[Collected data entries]
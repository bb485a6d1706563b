// ==========================================
// 工单流转追踪系统 - 进程配置
// ==========================================
// 来源: 环境变量（未设置时使用默认值）
// - TRACKII_DB_PATH: 数据库文件路径
// - TRACKII_BIND_ADDR: HTTP 监听地址
// ==========================================

use std::net::SocketAddr;
use std::path::PathBuf;

pub const ENV_DB_PATH: &str = "TRACKII_DB_PATH";
pub const ENV_BIND_ADDR: &str = "TRACKII_BIND_ADDR";
pub const DEFAULT_BIND_ADDR: &str = "0.0.0.0:5080";

/// 进程级配置
#[derive(Debug, Clone)]
pub struct AppConfig {
    pub db_path: String,
    pub bind_addr: SocketAddr,
}

impl AppConfig {
    /// 从环境变量加载
    pub fn from_env() -> anyhow::Result<Self> {
        let bind_raw = non_empty_env(ENV_BIND_ADDR).unwrap_or_else(|| DEFAULT_BIND_ADDR.to_string());
        let bind_addr = bind_raw
            .parse::<SocketAddr>()
            .map_err(|e| anyhow::anyhow!("{}={} 无法解析: {}", ENV_BIND_ADDR, bind_raw, e))?;

        Ok(Self {
            db_path: get_default_db_path(),
            bind_addr,
        })
    }
}

/// 获取默认数据库路径
///
/// 优先使用 TRACKII_DB_PATH；否则放在用户数据目录下
pub fn get_default_db_path() -> String {
    if let Some(path) = non_empty_env(ENV_DB_PATH) {
        return path;
    }

    let mut path = PathBuf::from("./trackii.db");
    if let Some(data_dir) = dirs::data_dir() {
        let dir = data_dir.join("trackii");
        if let Err(e) = std::fs::create_dir_all(&dir) {
            tracing::warn!(dir = %dir.display(), error = %e, "无法创建数据目录，使用当前目录");
        } else {
            path = dir.join("trackii.db");
        }
    }

    path.to_string_lossy().to_string()
}

fn non_empty_env(key: &str) -> Option<String> {
    std::env::var(key)
        .ok()
        .map(|v| v.trim().to_string())
        .filter(|v| !v.is_empty())
}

**ASSIGNMENT**
With the line that contains "pub const ENV_DB_PATH: &str" as the first and the final line of the data as the last, repeat every line in that span exactly.

**ANSWER TO THIS TASK**
pub const ENV_DB_PATH: &str = "TRACKII_DB_PATH";
pub const ENV_BIND_ADDR: &str = "TRACKII_BIND_ADDR";
pub const DEFAULT_BIND_ADDR: &str = "0.0.0.0:5080";

/// 进程级配置
#[derive(Debug, Clone)]
pub struct AppConfig {
    pub db_path: String,
    pub bind_addr: SocketAddr,
}

impl AppConfig {
    /// 从环境变量加载
    pub fn from_env() -> anyhow::Result<Self> {
        let bind_raw = non_empty_env(ENV_BIND_ADDR).unwrap_or_else(|| DEFAULT_BIND_ADDR.to_string());
        let bind_addr = bind_raw
            .parse::<SocketAddr>()
            .map_err(|e| anyhow::anyhow!("{}={} 无法解析: {}", ENV_BIND_ADDR, bind_raw, e))?;

        Ok(Self {
            db_path: get_default_db_path(),
            bind_addr,
        })
    }
}

/// 获取默认数据库路径
///
/// 优先使用 TRACKII_DB_PATH；否则放在用户数据目录下
pub fn get_default_db_path() -> String {
    if let Some(path) = non_empty_env(ENV_DB_PATH) {
        return path;
    }

    let mut path = PathBuf::from("./trackii.db");
    if let Some(data_dir) = dirs::data_dir() {
        let dir = data_dir.join("trackii");
        if let Err(e) = std::fs::create_dir_all(&dir) {
            tracing::warn!(dir = %dir.display(), error = %e, "无法创建数据目录，使用当前目录");
        } else {
            path = dir.join("trackii.db");
        }
    }

    path.to_string_lossy().to_string()
}

fn non_empty_env(key: &str) -> Option<String> {
    std::env::var(key)
        .ok()
        .map(|v| v.trim().to_string())
        .filter(|v| !v.is_empty())
}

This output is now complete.